Task
Your task is to show every line in the listing below that includes "case".

____ Data provided

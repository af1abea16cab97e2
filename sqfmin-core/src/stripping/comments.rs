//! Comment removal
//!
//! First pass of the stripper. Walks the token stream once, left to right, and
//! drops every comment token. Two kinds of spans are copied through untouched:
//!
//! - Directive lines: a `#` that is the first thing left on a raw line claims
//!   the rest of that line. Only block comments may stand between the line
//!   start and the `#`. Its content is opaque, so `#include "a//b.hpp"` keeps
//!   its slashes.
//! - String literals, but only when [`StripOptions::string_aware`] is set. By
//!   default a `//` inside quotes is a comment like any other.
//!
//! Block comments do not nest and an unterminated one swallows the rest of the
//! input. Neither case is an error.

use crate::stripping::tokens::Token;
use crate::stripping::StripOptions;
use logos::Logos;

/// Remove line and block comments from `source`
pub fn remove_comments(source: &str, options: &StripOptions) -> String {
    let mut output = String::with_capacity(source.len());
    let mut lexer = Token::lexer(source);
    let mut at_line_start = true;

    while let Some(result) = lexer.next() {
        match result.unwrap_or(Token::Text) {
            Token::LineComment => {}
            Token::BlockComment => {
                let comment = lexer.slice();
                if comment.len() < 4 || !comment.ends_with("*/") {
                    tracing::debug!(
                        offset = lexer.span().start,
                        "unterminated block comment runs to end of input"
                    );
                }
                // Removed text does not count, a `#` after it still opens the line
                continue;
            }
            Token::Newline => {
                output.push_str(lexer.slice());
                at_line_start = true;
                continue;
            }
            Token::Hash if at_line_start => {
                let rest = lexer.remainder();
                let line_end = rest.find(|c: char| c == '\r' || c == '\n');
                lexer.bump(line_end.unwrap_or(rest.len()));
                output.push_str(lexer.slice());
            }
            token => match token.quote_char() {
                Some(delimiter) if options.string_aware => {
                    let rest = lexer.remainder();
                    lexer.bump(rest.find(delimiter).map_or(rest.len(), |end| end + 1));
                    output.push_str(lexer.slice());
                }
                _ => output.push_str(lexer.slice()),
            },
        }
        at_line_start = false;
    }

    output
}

________
____ Data provided

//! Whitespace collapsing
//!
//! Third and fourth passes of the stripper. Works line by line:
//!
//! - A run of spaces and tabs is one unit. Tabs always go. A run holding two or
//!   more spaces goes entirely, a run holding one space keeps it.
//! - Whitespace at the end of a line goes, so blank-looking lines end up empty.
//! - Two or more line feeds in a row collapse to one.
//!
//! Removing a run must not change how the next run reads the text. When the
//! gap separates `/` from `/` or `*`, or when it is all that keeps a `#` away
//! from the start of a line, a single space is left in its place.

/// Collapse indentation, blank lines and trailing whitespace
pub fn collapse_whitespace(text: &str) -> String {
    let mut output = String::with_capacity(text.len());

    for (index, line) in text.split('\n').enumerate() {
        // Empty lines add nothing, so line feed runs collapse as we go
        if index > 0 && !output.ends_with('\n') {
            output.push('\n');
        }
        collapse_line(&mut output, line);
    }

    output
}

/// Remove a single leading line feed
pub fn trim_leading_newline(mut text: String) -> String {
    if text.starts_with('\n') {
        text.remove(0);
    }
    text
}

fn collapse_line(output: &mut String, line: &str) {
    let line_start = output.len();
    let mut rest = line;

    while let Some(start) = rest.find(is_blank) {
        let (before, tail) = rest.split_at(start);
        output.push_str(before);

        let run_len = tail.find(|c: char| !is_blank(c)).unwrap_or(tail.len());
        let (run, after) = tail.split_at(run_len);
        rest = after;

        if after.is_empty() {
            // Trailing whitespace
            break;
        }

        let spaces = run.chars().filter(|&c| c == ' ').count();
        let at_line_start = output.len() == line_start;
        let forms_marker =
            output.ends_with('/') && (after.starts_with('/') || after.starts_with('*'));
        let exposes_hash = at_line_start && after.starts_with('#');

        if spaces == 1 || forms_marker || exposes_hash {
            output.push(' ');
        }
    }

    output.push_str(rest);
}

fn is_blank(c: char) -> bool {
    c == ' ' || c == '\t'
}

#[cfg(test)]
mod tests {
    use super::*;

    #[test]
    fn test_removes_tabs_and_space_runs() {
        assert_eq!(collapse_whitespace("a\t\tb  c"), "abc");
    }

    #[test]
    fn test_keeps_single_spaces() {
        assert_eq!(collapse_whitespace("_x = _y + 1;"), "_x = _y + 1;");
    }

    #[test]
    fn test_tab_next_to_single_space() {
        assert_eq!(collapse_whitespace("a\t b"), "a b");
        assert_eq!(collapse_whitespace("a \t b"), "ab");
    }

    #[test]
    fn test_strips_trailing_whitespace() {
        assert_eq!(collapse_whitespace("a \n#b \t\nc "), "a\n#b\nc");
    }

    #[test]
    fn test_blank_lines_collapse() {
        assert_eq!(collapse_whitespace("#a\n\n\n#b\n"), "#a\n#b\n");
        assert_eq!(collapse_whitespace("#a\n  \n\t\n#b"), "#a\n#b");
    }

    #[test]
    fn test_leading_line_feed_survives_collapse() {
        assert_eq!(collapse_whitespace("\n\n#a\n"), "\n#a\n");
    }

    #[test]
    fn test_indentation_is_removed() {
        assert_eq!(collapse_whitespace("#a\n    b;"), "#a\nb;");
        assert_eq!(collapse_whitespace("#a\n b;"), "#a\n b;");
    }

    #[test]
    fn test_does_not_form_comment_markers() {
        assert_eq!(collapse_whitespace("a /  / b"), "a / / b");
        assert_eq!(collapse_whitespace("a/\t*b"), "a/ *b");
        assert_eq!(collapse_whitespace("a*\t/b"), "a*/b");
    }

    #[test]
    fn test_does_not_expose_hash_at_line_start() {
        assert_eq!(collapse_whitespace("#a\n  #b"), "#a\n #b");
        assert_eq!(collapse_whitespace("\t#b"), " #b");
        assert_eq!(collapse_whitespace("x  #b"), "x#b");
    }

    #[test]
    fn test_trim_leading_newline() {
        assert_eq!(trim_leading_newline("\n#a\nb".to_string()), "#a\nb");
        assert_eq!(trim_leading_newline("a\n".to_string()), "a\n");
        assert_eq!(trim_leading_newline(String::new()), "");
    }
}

________
____ Data provided

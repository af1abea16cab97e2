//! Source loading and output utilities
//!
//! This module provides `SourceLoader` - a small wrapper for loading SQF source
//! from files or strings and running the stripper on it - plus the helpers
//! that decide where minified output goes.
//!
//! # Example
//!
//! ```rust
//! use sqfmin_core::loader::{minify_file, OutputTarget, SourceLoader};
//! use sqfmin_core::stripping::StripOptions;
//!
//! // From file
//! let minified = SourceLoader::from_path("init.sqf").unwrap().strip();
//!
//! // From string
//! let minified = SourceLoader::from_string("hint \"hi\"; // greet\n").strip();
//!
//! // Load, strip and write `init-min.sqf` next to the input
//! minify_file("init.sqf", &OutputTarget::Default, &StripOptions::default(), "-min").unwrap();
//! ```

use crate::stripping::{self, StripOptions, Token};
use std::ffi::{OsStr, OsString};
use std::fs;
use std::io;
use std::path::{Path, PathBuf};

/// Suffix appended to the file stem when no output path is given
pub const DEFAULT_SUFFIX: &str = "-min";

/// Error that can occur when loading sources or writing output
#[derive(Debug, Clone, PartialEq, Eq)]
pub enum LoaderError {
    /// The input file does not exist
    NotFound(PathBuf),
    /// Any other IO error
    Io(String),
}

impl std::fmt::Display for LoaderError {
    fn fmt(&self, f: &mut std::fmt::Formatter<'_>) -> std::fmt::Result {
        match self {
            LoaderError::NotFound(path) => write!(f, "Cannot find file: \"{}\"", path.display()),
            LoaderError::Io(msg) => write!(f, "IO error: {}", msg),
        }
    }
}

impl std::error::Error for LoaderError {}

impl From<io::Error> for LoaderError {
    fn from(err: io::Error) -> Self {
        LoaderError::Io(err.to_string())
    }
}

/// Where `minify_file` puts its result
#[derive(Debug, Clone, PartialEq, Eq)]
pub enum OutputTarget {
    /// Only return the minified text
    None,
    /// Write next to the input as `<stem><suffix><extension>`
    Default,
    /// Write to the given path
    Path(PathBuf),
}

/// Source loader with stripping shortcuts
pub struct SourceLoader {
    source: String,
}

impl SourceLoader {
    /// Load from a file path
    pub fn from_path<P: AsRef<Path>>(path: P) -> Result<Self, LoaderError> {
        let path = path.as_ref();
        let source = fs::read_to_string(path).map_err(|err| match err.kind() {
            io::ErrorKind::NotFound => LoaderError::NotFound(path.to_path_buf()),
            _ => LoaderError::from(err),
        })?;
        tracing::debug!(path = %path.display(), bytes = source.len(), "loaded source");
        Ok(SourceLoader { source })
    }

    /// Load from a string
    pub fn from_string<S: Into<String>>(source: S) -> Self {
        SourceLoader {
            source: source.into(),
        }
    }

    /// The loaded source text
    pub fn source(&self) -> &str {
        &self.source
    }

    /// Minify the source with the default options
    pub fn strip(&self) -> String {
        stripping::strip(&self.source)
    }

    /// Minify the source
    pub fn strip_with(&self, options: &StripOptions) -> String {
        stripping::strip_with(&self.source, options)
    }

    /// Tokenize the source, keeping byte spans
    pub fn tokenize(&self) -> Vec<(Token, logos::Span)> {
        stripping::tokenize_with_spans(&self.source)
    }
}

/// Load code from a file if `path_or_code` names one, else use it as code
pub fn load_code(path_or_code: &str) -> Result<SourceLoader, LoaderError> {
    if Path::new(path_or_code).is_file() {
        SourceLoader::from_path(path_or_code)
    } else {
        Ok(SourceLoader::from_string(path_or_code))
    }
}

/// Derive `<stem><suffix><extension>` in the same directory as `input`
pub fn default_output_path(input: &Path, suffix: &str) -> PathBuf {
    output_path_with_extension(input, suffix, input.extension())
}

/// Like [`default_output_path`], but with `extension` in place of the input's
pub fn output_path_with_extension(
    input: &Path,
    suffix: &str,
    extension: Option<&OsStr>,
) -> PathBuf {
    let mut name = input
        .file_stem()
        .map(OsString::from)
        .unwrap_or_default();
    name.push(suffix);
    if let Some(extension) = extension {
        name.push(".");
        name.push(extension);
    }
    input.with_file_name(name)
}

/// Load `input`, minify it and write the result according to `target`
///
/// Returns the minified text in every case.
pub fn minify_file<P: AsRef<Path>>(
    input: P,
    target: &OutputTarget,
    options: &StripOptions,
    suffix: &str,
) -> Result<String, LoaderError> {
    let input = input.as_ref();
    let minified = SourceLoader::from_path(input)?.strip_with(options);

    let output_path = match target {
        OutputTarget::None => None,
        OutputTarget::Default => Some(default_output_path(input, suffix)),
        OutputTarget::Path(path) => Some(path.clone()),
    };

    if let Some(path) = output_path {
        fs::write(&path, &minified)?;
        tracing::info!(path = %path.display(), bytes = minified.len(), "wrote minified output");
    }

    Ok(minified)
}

________

Written answer
//! input. Neither case is an error.
/// Returns the minified text in every case.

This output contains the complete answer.